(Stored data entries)
___
// SPDX-License-Identifier: BUSL-1.1
// Copyright (c) 2026 Alfred Jean LLC

//! The file registry service: a process-wide `file -> locations` map
//! queried and mutated over commports, so it obeys the concurrency
//! model like every other service.

use gantry_core::{
    FailureCause, FileId, HostName, Location, MessagePayload, PayloadMap, ServiceName,
};
use gantry_kernel::{ActorId, Commport, Kernel, KernelError, SimContext};
use indexmap::IndexMap;
use std::cell::RefCell;
use std::collections::BTreeSet;
use std::rc::Rc;

#[derive(Debug)]
pub struct RegistryAddRequest {
    pub reply_to: Commport,
    pub location: Location,
}

#[derive(Debug)]
pub struct RegistryAddAnswer;

#[derive(Debug)]
pub struct RegistryRemoveRequest {
    pub reply_to: Commport,
    pub location: Location,
}

#[derive(Debug)]
pub struct RegistryRemoveAnswer {
    pub removed: bool,
}

#[derive(Debug)]
pub struct RegistryLookupRequest {
    pub reply_to: Commport,
    pub file: FileId,
}

#[derive(Debug)]
pub struct RegistryLookupAnswer {
    pub locations: Vec<Location>,
}

/// Handle to the registry: clients address `port`.
#[derive(Debug, Clone)]
pub struct RegistryEndpoint {
    pub name: ServiceName,
    pub port: Commport,
    pub payloads: PayloadMap,
}

pub struct FileRegistryService {
    name: ServiceName,
    host: HostName,
    port: Commport,
    payloads: PayloadMap,
    kernel: Kernel,
    entries: Rc<RefCell<IndexMap<FileId, BTreeSet<Location>>>>,
    actor: RefCell<Option<ActorId>>,
}

impl FileRegistryService {
    pub fn new(
        kernel: &Kernel,
        name: &str,
        host: &str,
        payloads: PayloadMap,
    ) -> Result<Rc<Self>, KernelError> {
        let host = HostName::new(host);
        let port = kernel.create_commport(&format!("registry-{name}"), &host)?;
        Ok(Rc::new(Self {
            name: ServiceName::new(name),
            host,
            port,
            payloads,
            kernel: kernel.clone(),
            entries: Rc::new(RefCell::new(IndexMap::new())),
            actor: RefCell::new(None),
        }))
    }

    pub fn name(&self) -> &ServiceName {
        &self.name
    }

    pub fn endpoint(&self) -> RegistryEndpoint {
        RegistryEndpoint {
            name: self.name.clone(),
            port: self.port.clone(),
            payloads: self.payloads.clone(),
        }
    }

    /// Known locations of a file (setup/inspection path).
    pub fn locations_of(&self, file: &FileId) -> Vec<Location> {
        self.entries.borrow().get(file).map(|s| s.iter().cloned().collect()).unwrap_or_default()
    }

    /// Record an entry directly (pre-launch staging).
    pub fn stage_entry(&self, location: &Location) {
        self.entries
            .borrow_mut()
            .entry(location.file().id().clone())
            .or_default()
            .insert(location.clone());
    }

    pub fn start(self: &Rc<Self>) -> Result<(), KernelError> {
        let svc = self.clone();
        let port = self.port.clone();
        let id = self.kernel.spawn(
            &format!("registry-{}", self.name),
            &self.host.clone(),
            true,
            move |ctx| async move {
                loop {
                    let msg = ctx.get(&port).await?;
                    svc.dispatch(&ctx, msg)?;
                }
            },
        )?;
        *self.actor.borrow_mut() = Some(id);
        Ok(())
    }

    pub fn stop(&self) {
        if let Some(id) = self.actor.borrow_mut().take() {
            self.kernel.kill(id);
        }
    }

    fn dispatch(&self, ctx: &SimContext, msg: gantry_kernel::AnyMessage) -> Result<(), KernelError> {
        let msg = match msg.downcast::<RegistryAddRequest>() {
            Ok(req) => {
                self.stage_entry(&req.location);
                return ctx.dput(
                    &req.reply_to,
                    RegistryAddAnswer,
                    self.payloads.get(MessagePayload::RegistryAddAnswer),
                );
            }
            Err(m) => m,
        };
        let msg = match msg.downcast::<RegistryRemoveRequest>() {
            Ok(req) => {
                let removed = self
                    .entries
                    .borrow_mut()
                    .get_mut(req.location.file().id())
                    .map(|s| s.remove(&req.location))
                    .unwrap_or(false);
                return ctx.dput(
                    &req.reply_to,
                    RegistryRemoveAnswer { removed },
                    self.payloads.get(MessagePayload::RegistryRemoveAnswer),
                );
            }
            Err(m) => m,
        };
        let msg = match msg.downcast::<RegistryLookupRequest>() {
            Ok(req) => {
                let locations = self.locations_of(&req.file);
                return ctx.dput(
                    &req.reply_to,
                    RegistryLookupAnswer { locations },
                    self.payloads.get(MessagePayload::RegistryLookupAnswer),
                );
            }
            Err(m) => m,
        };
        tracing::warn!(service = %self.name, got = msg.type_name(), "unexpected message");
        Ok(())
    }
}

/// Register a location.
pub async fn add_entry(
    ctx: &SimContext,
    ep: &RegistryEndpoint,
    location: &Location,
) -> Result<(), FailureCause> {
    let reply_to = ctx.create_commport("reg-add").map_err(FailureCause::from)?;
    ctx.put(
        &ep.port,
        RegistryAddRequest { reply_to: reply_to.clone(), location: location.clone() },
        ep.payloads.get(MessagePayload::RegistryAddRequest),
    )
    .await
    .map_err(FailureCause::from)?;
    ctx.expect::<RegistryAddAnswer>(&reply_to).await.map_err(FailureCause::from)?;
    Ok(())
}

/// Remove a location; absent entries are not an error.
pub async fn remove_entry(
    ctx: &SimContext,
    ep: &RegistryEndpoint,
    location: &Location,
) -> Result<bool, FailureCause> {
    let reply_to = ctx.create_commport("reg-remove").map_err(FailureCause::from)?;
    ctx.put(
        &ep.port,
        RegistryRemoveRequest { reply_to: reply_to.clone(), location: location.clone() },
        ep.payloads.get(MessagePayload::RegistryRemoveRequest),
    )
    .await
    .map_err(FailureCause::from)?;
    let answer =
        ctx.expect::<RegistryRemoveAnswer>(&reply_to).await.map_err(FailureCause::from)?;
    Ok(answer.removed)
}

/// All known locations of `file`; empty when unregistered.
pub async fn lookup_entry(
    ctx: &SimContext,
    ep: &RegistryEndpoint,
    file: &FileId,
) -> Result<Vec<Location>, FailureCause> {
    let reply_to = ctx.create_commport("reg-lookup").map_err(FailureCause::from)?;
    ctx.put(
        &ep.port,
        RegistryLookupRequest { reply_to: reply_to.clone(), file: file.clone() },
        ep.payloads.get(MessagePayload::RegistryLookupRequest),
    )
    .await
    .map_err(FailureCause::from)?;
    let answer =
        ctx.expect::<RegistryLookupAnswer>(&reply_to).await.map_err(FailureCause::from)?;
    Ok(answer.locations)
}

#[cfg(test)]
#[path = "registry_tests.rs"]
mod tests;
___
- DIRECTIONS FOR THIS TASK:
Output each line of the entries exactly, so that nothing is lost.

- RESPONSE:
// SPDX-License-Identifier: BUSL-1.1
// Copyright (c) 2026 Alfred Jean LLC

//! The file registry service: a process-wide `file -> locations` map
//! queried and mutated over commports, so it obeys the concurrency
//! model like every other service.

use gantry_core::{
    FailureCause, FileId, HostName, Location, MessagePayload, PayloadMap, ServiceName,
};
use gantry_kernel::{ActorId, Commport, Kernel, KernelError, SimContext};
use indexmap::IndexMap;
use std::cell::RefCell;
use std::collections::BTreeSet;
use std::rc::Rc;

#[derive(Debug)]
pub struct RegistryAddRequest {
    pub reply_to: Commport,
    pub location: Location,
}

#[derive(Debug)]
pub struct RegistryAddAnswer;

#[derive(Debug)]
pub struct RegistryRemoveRequest {
    pub reply_to: Commport,
    pub location: Location,
}

#[derive(Debug)]
pub struct RegistryRemoveAnswer {
    pub removed: bool,
}

#[derive(Debug)]
pub struct RegistryLookupRequest {
    pub reply_to: Commport,
    pub file: FileId,
}

#[derive(Debug)]
pub struct RegistryLookupAnswer {
    pub locations: Vec<Location>,
}

/// Handle to the registry: clients address `port`.
#[derive(Debug, Clone)]
pub struct RegistryEndpoint {
    pub name: ServiceName,
    pub port: Commport,
    pub payloads: PayloadMap,
}

pub struct FileRegistryService {
    name: ServiceName,
    host: HostName,
    port: Commport,
    payloads: PayloadMap,
    kernel: Kernel,
    entries: Rc<RefCell<IndexMap<FileId, BTreeSet<Location>>>>,
    actor: RefCell<Option<ActorId>>,
}

impl FileRegistryService {
    pub fn new(
        kernel: &Kernel,
        name: &str,
        host: &str,
        payloads: PayloadMap,
    ) -> Result<Rc<Self>, KernelError> {
        let host = HostName::new(host);
        let port = kernel.create_commport(&format!("registry-{name}"), &host)?;
        Ok(Rc::new(Self {
            name: ServiceName::new(name),
            host,
            port,
            payloads,
            kernel: kernel.clone(),
            entries: Rc::new(RefCell::new(IndexMap::new())),
            actor: RefCell::new(None),
        }))
    }

    pub fn name(&self) -> &ServiceName {
        &self.name
    }

    pub fn endpoint(&self) -> RegistryEndpoint {
        RegistryEndpoint {
            name: self.name.clone(),
            port: self.port.clone(),
            payloads: self.payloads.clone(),
        }
    }

    /// Known locations of a file (setup/inspection path).
    pub fn locations_of(&self, file: &FileId) -> Vec<Location> {
        self.entries.borrow().get(file).map(|s| s.iter().cloned().collect()).unwrap_or_default()
    }

    /// Record an entry directly (pre-launch staging).
    pub fn stage_entry(&self, location: &Location) {
        self.entries
            .borrow_mut()
            .entry(location.file().id().clone())
            .or_default()
            .insert(location.clone());
    }

    pub fn start(self: &Rc<Self>) -> Result<(), KernelError> {
        let svc = self.clone();
        let port = self.port.clone();
        let id = self.kernel.spawn(
            &format!("registry-{}", self.name),
            &self.host.clone(),
            true,
            move |ctx| async move {
                loop {
                    let msg = ctx.get(&port).await?;
                    svc.dispatch(&ctx, msg)?;
                }
            },
        )?;
        *self.actor.borrow_mut() = Some(id);
        Ok(())
    }

    pub fn stop(&self) {
        if let Some(id) = self.actor.borrow_mut().take() {
            self.kernel.kill(id);
        }
    }

    fn dispatch(&self, ctx: &SimContext, msg: gantry_kernel::AnyMessage) -> Result<(), KernelError> {
        let msg = match msg.downcast::<RegistryAddRequest>() {
            Ok(req) => {
                self.stage_entry(&req.location);
                return ctx.dput(
                    &req.reply_to,
                    RegistryAddAnswer,
                    self.payloads.get(MessagePayload::RegistryAddAnswer),
                );
            }
            Err(m) => m,
        };
        let msg = match msg.downcast::<RegistryRemoveRequest>() {
            Ok(req) => {
                let removed = self
                    .entries
                    .borrow_mut()
                    .get_mut(req.location.file().id())
                    .map(|s| s.remove(&req.location))
                    .unwrap_or(false);
                return ctx.dput(
                    &req.reply_to,
                    RegistryRemoveAnswer { removed },
                    self.payloads.get(MessagePayload::RegistryRemoveAnswer),
                );
            }
            Err(m) => m,
        };
        let msg = match msg.downcast::<RegistryLookupRequest>() {
            Ok(req) => {
                let locations = self.locations_of(&req.file);
                return ctx.dput(
                    &req.reply_to,
                    RegistryLookupAnswer { locations },
                    self.payloads.get(MessagePayload::RegistryLookupAnswer),
                );
            }
            Err(m) => m,
        };
        tracing::warn!(service = %self.name, got = msg.type_name(), "unexpected message");
        Ok(())
    }
}

/// Register a location.
pub async fn add_entry(
    ctx: &SimContext,
    ep: &RegistryEndpoint,
    location: &Location,
) -> Result<(), FailureCause> {
    let reply_to = ctx.create_commport("reg-add").map_err(FailureCause::from)?;
    ctx.put(
        &ep.port,
        RegistryAddRequest { reply_to: reply_to.clone(), location: location.clone() },
        ep.payloads.get(MessagePayload::RegistryAddRequest),
    )
    .await
    .map_err(FailureCause::from)?;
    ctx.expect::<RegistryAddAnswer>(&reply_to).await.map_err(FailureCause::from)?;
    Ok(())
}

/// Remove a location; absent entries are not an error.
pub async fn remove_entry(
    ctx: &SimContext,
    ep: &RegistryEndpoint,
    location: &Location,
) -> Result<bool, FailureCause> {
    let reply_to = ctx.create_commport("reg-remove").map_err(FailureCause::from)?;
    ctx.put(
        &ep.port,
        RegistryRemoveRequest { reply_to: reply_to.clone(), location: location.clone() },
        ep.payloads.get(MessagePayload::RegistryRemoveRequest),
    )
    .await
    .map_err(FailureCause::from)?;
    let answer =
        ctx.expect::<RegistryRemoveAnswer>(&reply_to).await.map_err(FailureCause::from)?;
    Ok(answer.removed)
}

/// All known locations of `file`; empty when unregistered.
pub async fn lookup_entry(
    ctx: &SimContext,
    ep: &RegistryEndpoint,
    file: &FileId,
) -> Result<Vec<Location>, FailureCause> {
    let reply_to = ctx.create_commport("reg-lookup").map_err(FailureCause::from)?;
    ctx.put(
        &ep.port,
        RegistryLookupRequest { reply_to: reply_to.clone(), file: file.clone() },
        ep.payloads.get(MessagePayload::RegistryLookupRequest),
    )
    .await
    .map_err(FailureCause::from)?;
    let answer =
        ctx.expect::<RegistryLookupAnswer>(&reply_to).await.map_err(FailureCause::from)?;
    Ok(answer.locations)
}

#[cfg(test)]
#[path = "registry_tests.rs"]
mod tests;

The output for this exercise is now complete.